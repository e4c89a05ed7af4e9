//! Connection lifecycle tracking.
//!
//! # Responsibilities
//! - Generate unique connection IDs for tracing
//! - Count open connections so shutdown can report what it cut off

use std::sync::atomic::{AtomicU64, AtomicUsize, Ordering};
use std::sync::Arc;

/// Global atomic counter for connection IDs.
/// Relaxed ordering is enough: only uniqueness matters.
static CONNECTION_ID_COUNTER: AtomicU64 = AtomicU64::new(1);

/// Unique identifier for a connection.
#[derive(Debug, Clone, Copy, PartialEq, Eq, Hash)]
pub struct ConnectionId(u64);

impl ConnectionId {
    /// Generate a new unique connection ID.
    pub fn new() -> Self {
        Self(CONNECTION_ID_COUNTER.fetch_add(1, Ordering::Relaxed))
    }
}

impl Default for ConnectionId {
    fn default() -> Self {
        Self::new()
    }
}

impl std::fmt::Display for ConnectionId {
    fn fmt(&self, f: &mut std::fmt::Formatter<'_>) -> std::fmt::Result {
        write!(f, "conn-{}", self.0)
    }
}

/// Tracks open connections on one listener.
#[derive(Debug, Clone, Default)]
pub struct ConnectionTracker {
    open: Arc<AtomicUsize>,
}

impl ConnectionTracker {
    pub fn new() -> Self {
        Self::default()
    }

    /// Record a new open connection. Returns a guard that decrements on drop.
    pub fn track(&self) -> ConnectionGuard {
        self.open.fetch_add(1, Ordering::SeqCst);
        ConnectionGuard {
            open: Arc::clone(&self.open),
            id: ConnectionId::new(),
        }
    }

    /// Current open connection count.
    pub fn open(&self) -> usize {
        self.open.load(Ordering::SeqCst)
    }
}

/// Guard that tracks a connection's lifetime.
#[derive(Debug)]
pub struct ConnectionGuard {
    open: Arc<AtomicUsize>,
    id: ConnectionId,
}

impl ConnectionGuard {
    pub fn id(&self) -> ConnectionId {
        self.id
    }
}

impl Drop for ConnectionGuard {
    fn drop(&mut self) {
        self.open.fetch_sub(1, Ordering::SeqCst);
        tracing::trace!(connection_id = %self.id, "Connection closed");
    }
}
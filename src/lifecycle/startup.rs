//! Startup orchestration.
//!
//! # Responsibilities
//! - Bind the remote-call and HTTP listeners
//! - Install the application router and the auxiliary router
//! - Hand back a running [`Server`] ready to be stopped
//!
//! # Design Decisions
//! - Fail fast: a bind failure is fatal
//! - Both sockets are bound before either starts serving, so a failed
//!   second bind never leaves a half-started process

use std::sync::Arc;
use std::time::Duration;

use metrics_exporter_prometheus::PrometheusHandle;
use tokio_util::sync::CancellationToken;

use crate::api::{self, ApplicationService};
use crate::config::ServerConfig;
use crate::http::{self, HttpState};
use crate::lifecycle::shutdown::Server;
use crate::net::{Listener, ListenerError, ServingListener};

pub const RPC_LISTENER: &str = "rpc";
pub const HTTP_LISTENER: &str = "http";

/// Bind both listeners and start serving.
///
/// `token` is the process-wide cancellation signal; it is cancelled by
/// [`Server::stop`].
pub async fn start<S: ApplicationService>(
    config: &ServerConfig,
    service: S,
    metrics: Option<PrometheusHandle>,
    token: CancellationToken,
) -> Result<Server, ListenerError> {
    let rpc_listener = Listener::bind(RPC_LISTENER, &config.rpc.listener()).await?;
    let http_listener = Listener::bind(HTTP_LISTENER, &config.http.listener()).await?;

    let request_timeout = Duration::from_secs(config.timeouts.request_secs);
    let rpc = ServingListener::spawn(rpc_listener, api::router(Arc::new(service), request_timeout));
    let http = ServingListener::spawn(
        http_listener,
        http::router(HttpState::new(token.clone(), metrics), request_timeout),
    );

    tracing::info!(
        rpc_address = %rpc.local_addr(),
        http_address = %http.local_addr(),
        "Server started"
    );

    Ok(Server::new(rpc, http, token)
        .with_http_shutdown_timeout(Duration::from_secs(config.shutdown.http_timeout_secs)))
}

#[cfg(test)]
mod tests {
    use super::*;
    use crate::api::UnimplementedApplications;

    fn local_config() -> ServerConfig {
        let mut config = ServerConfig::default();
        config.rpc.bind_address = "127.0.0.1:0".into();
        config.http.bind_address = "127.0.0.1:0".into();
        config.shutdown.http_timeout_secs = 3;
        config
    }

    #[tokio::test]
    async fn starts_both_listeners() {
        let token = CancellationToken::new();
        let server = start(&local_config(), UnimplementedApplications, None, token.clone())
            .await
            .unwrap();

        assert_ne!(server.rpc().local_addr(), server.http().local_addr());
        assert_eq!(server.http_shutdown_timeout(), Duration::from_secs(3));

        let report = server.stop().await;
        assert!(report.is_clean());
        assert!(token.is_cancelled());
    }

    #[tokio::test]
    async fn bind_conflict_is_fatal() {
        let taken = tokio::net::TcpListener::bind("127.0.0.1:0").await.unwrap();
        let mut config = local_config();
        config.http.bind_address = taken.local_addr().unwrap().to_string();

        let err = start(&config, UnimplementedApplications, None, CancellationToken::new())
            .await
            .unwrap_err();

        assert!(matches!(err, ListenerError::Bind { listener: HTTP_LISTENER, .. }));
    }
}
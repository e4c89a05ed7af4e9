//! Wire types for the application API.

use serde::{Deserialize, Serialize};
use serde_json::{Map, Value};

/// A deployable application.
///
/// Only the name is interpreted here; every other field is carried through
/// unchanged to the [`ApplicationService`](crate::api::ApplicationService).
#[derive(Debug, Clone, PartialEq, Serialize, Deserialize)]
pub struct Application {
    pub name: String,

    #[serde(flatten)]
    pub fields: Map<String, Value>,
}

impl Application {
    pub fn new(name: impl Into<String>) -> Self {
        Self {
            name: name.into(),
            fields: Map::new(),
        }
    }

    /// Attach an extra field.
    pub fn with_field(mut self, key: impl Into<String>, value: impl Into<Value>) -> Self {
        self.fields.insert(key.into(), value.into());
        self
    }

    /// Decode an application from a YAML document.
    pub fn from_yaml(document: &str) -> Result<Self, serde_yaml::Error> {
        serde_yaml::from_str(document)
    }
}

#[derive(Debug, Clone, Default, PartialEq, Eq, Serialize, Deserialize)]
pub struct ListApplicationsRequest {}

#[derive(Debug, Clone, Default, PartialEq, Serialize, Deserialize)]
pub struct ListApplicationsResponse {
    #[serde(default)]
    pub applications: Vec<Application>,
}

#[derive(Debug, Clone, PartialEq, Eq, Serialize, Deserialize)]
pub struct GetApplicationRequest {
    pub name: String,
}

impl GetApplicationRequest {
    pub fn new(name: impl Into<String>) -> Self {
        Self { name: name.into() }
    }
}
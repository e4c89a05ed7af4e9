//! Application lifecycle API served on the remote-call listener.
//!
//! # Data Flow
//! ```text
//! alectonctl / ApplicationsClient (client.rs)
//!     → POST /alecton.api.Applications/{Method} (JSON)
//!     → router.rs (decode, validate, metrics)
//!     → ApplicationService (service.rs)
//!     → Result<_, Status> (status.rs) → HTTP status + JSON body
//! ```

pub mod client;
pub mod router;
pub mod service;
pub mod status;
pub mod types;

pub use client::{ApplicationsClient, ClientError};
pub use router::{method_path, router, SERVICE_PATH};
pub use service::{ApplicationService, UnimplementedApplications};
pub use status::{Code, Status};
pub use types::{
    Application, GetApplicationRequest, ListApplicationsRequest, ListApplicationsResponse,
};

# # #

_Work order_.
Every entry needs to be copied again, word for word.

_Expected answer_.
repository e4c89a05ed7af4e9
//! Connection lifecycle tracking.
//!
//! # Responsibilities
//! - Generate unique connection IDs for tracing
//! - Count open connections so shutdown can report what it cut off

use std::sync::atomic::{AtomicU64, AtomicUsize, Ordering};
use std::sync::Arc;

/// Global atomic counter for connection IDs.
/// Relaxed ordering is enough: only uniqueness matters.
static CONNECTION_ID_COUNTER: AtomicU64 = AtomicU64::new(1);

/// Unique identifier for a connection.
#[derive(Debug, Clone, Copy, PartialEq, Eq, Hash)]
pub struct ConnectionId(u64);

impl ConnectionId {
    /// Generate a new unique connection ID.
    pub fn new() -> Self {
        Self(CONNECTION_ID_COUNTER.fetch_add(1, Ordering::Relaxed))
    }
}

impl Default for ConnectionId {
    fn default() -> Self {
        Self::new()
    }
}

impl std::fmt::Display for ConnectionId {
    fn fmt(&self, f: &mut std::fmt::Formatter<'_>) -> std::fmt::Result {
        write!(f, "conn-{}", self.0)
    }
}

/// Tracks open connections on one listener.
#[derive(Debug, Clone, Default)]
pub struct ConnectionTracker {
    open: Arc<AtomicUsize>,
}

impl ConnectionTracker {
    pub fn new() -> Self {
        Self::default()
    }

    /// Record a new open connection. Returns a guard that decrements on drop.
    pub fn track(&self) -> ConnectionGuard {
        self.open.fetch_add(1, Ordering::SeqCst);
        ConnectionGuard {
            open: Arc::clone(&self.open),
            id: ConnectionId::new(),
        }
    }

    /// Current open connection count.
    pub fn open(&self) -> usize {
        self.open.load(Ordering::SeqCst)
    }
}

/// Guard that tracks a connection's lifetime.
#[derive(Debug)]
pub struct ConnectionGuard {
    open: Arc<AtomicUsize>,
    id: ConnectionId,
}

impl ConnectionGuard {
    pub fn id(&self) -> ConnectionId {
        self.id
    }
}

impl Drop for ConnectionGuard {
    fn drop(&mut self) {
        self.open.fetch_sub(1, Ordering::SeqCst);
        tracing::trace!(connection_id = %self.id, "Connection closed");
    }
}
filename src/lifecycle/startup.rs
//! Startup orchestration.
//!
//! # Responsibilities
//! - Bind the remote-call and HTTP listeners
//! - Install the application router and the auxiliary router
//! - Hand back a running [`Server`] ready to be stopped
//!
//! # Design Decisions
//! - Fail fast: a bind failure is fatal
//! - Both sockets are bound before either starts serving, so a failed
//!   second bind never leaves a half-started process

use std::sync::Arc;
use std::time::Duration;

use metrics_exporter_prometheus::PrometheusHandle;
use tokio_util::sync::CancellationToken;

use crate::api::{self, ApplicationService};
use crate::config::ServerConfig;
use crate::http::{self, HttpState};
use crate::lifecycle::shutdown::Server;
use crate::net::{Listener, ListenerError, ServingListener};

pub const RPC_LISTENER: &str = "rpc";
pub const HTTP_LISTENER: &str = "http";

/// Bind both listeners and start serving.
///
/// `token` is the process-wide cancellation signal; it is cancelled by
/// [`Server::stop`].
pub async fn start<S: ApplicationService>(
    config: &ServerConfig,
    service: S,
    metrics: Option<PrometheusHandle>,
    token: CancellationToken,
) -> Result<Server, ListenerError> {
    let rpc_listener = Listener::bind(RPC_LISTENER, &config.rpc.listener()).await?;
    let http_listener = Listener::bind(HTTP_LISTENER, &config.http.listener()).await?;

    let request_timeout = Duration::from_secs(config.timeouts.request_secs);
    let rpc = ServingListener::spawn(rpc_listener, api::router(Arc::new(service), request_timeout));
    let http = ServingListener::spawn(
        http_listener,
        http::router(HttpState::new(token.clone(), metrics), request_timeout),
    );

    tracing::info!(
        rpc_address = %rpc.local_addr(),
        http_address = %http.local_addr(),
        "Server started"
    );

    Ok(Server::new(rpc, http, token)
        .with_http_shutdown_timeout(Duration::from_secs(config.shutdown.http_timeout_secs)))
}

#[cfg(test)]
mod tests {
    use super::*;
    use crate::api::UnimplementedApplications;

    fn local_config() -> ServerConfig {
        let mut config = ServerConfig::default();
        config.rpc.bind_address = "127.0.0.1:0".into();
        config.http.bind_address = "127.0.0.1:0".into();
        config.shutdown.http_timeout_secs = 3;
        config
    }

    #[tokio::test]
    async fn starts_both_listeners() {
        let token = CancellationToken::new();
        let server = start(&local_config(), UnimplementedApplications, None, token.clone())
            .await
            .unwrap();

        assert_ne!(server.rpc().local_addr(), server.http().local_addr());
        assert_eq!(server.http_shutdown_timeout(), Duration::from_secs(3));

        let report = server.stop().await;
        assert!(report.is_clean());
        assert!(token.is_cancelled());
    }

    #[tokio::test]
    async fn bind_conflict_is_fatal() {
        let taken = tokio::net::TcpListener::bind("127.0.0.1:0").await.unwrap();
        let mut config = local_config();
        config.http.bind_address = taken.local_addr().unwrap().to_string();

        let err = start(&config, UnimplementedApplications, None, CancellationToken::new())
            .await
            .unwrap_err();

        assert!(matches!(err, ListenerError::Bind { listener: HTTP_LISTENER, .. }));
    }
}
repository e4c89a05ed7af4e9
//! Wire types for the application API.

use serde::{Deserialize, Serialize};
use serde_json::{Map, Value};

/// A deployable application.
///
/// Only the name is interpreted here; every other field is carried through
/// unchanged to the [`ApplicationService`](crate::api::ApplicationService).
#[derive(Debug, Clone, PartialEq, Serialize, Deserialize)]
pub struct Application {
    pub name: String,

    #[serde(flatten)]
    pub fields: Map<String, Value>,
}

impl Application {
    pub fn new(name: impl Into<String>) -> Self {
        Self {
            name: name.into(),
            fields: Map::new(),
        }
    }

    /// Attach an extra field.
    pub fn with_field(mut self, key: impl Into<String>, value: impl Into<Value>) -> Self {
        self.fields.insert(key.into(), value.into());
        self
    }

    /// Decode an application from a YAML document.
    pub fn from_yaml(document: &str) -> Result<Self, serde_yaml::Error> {
        serde_yaml::from_str(document)
    }
}

#[derive(Debug, Clone, Default, PartialEq, Eq, Serialize, Deserialize)]
pub struct ListApplicationsRequest {}

#[derive(Debug, Clone, Default, PartialEq, Serialize, Deserialize)]
pub struct ListApplicationsResponse {
    #[serde(default)]
    pub applications: Vec<Application>,
}

#[derive(Debug, Clone, PartialEq, Eq, Serialize, Deserialize)]
pub struct GetApplicationRequest {
    pub name: String,
}

impl GetApplicationRequest {
    pub fn new(name: impl Into<String>) -> Self {
        Self { name: name.into() }
    }
}
repository e4c89a05ed7af4e9
//! Application lifecycle API served on the remote-call listener.
//!
//! # Data Flow
//! ```text
//! alectonctl / ApplicationsClient (client.rs)
//!     → POST /alecton.api.Applications/{Method} (JSON)
//!     → router.rs (decode, validate, metrics)
//!     → ApplicationService (service.rs)
//!     → Result<_, Status> (status.rs) → HTTP status + JSON body
//! ```

pub mod client;
pub mod router;
pub mod service;
pub mod status;
pub mod types;

pub use client::{ApplicationsClient, ClientError};
pub use router::{method_path, router, SERVICE_PATH};
pub use service::{ApplicationService, UnimplementedApplications};
pub use status::{Code, Status};
pub use types::{
    Application, GetApplicationRequest, ListApplicationsRequest, ListApplicationsResponse,
};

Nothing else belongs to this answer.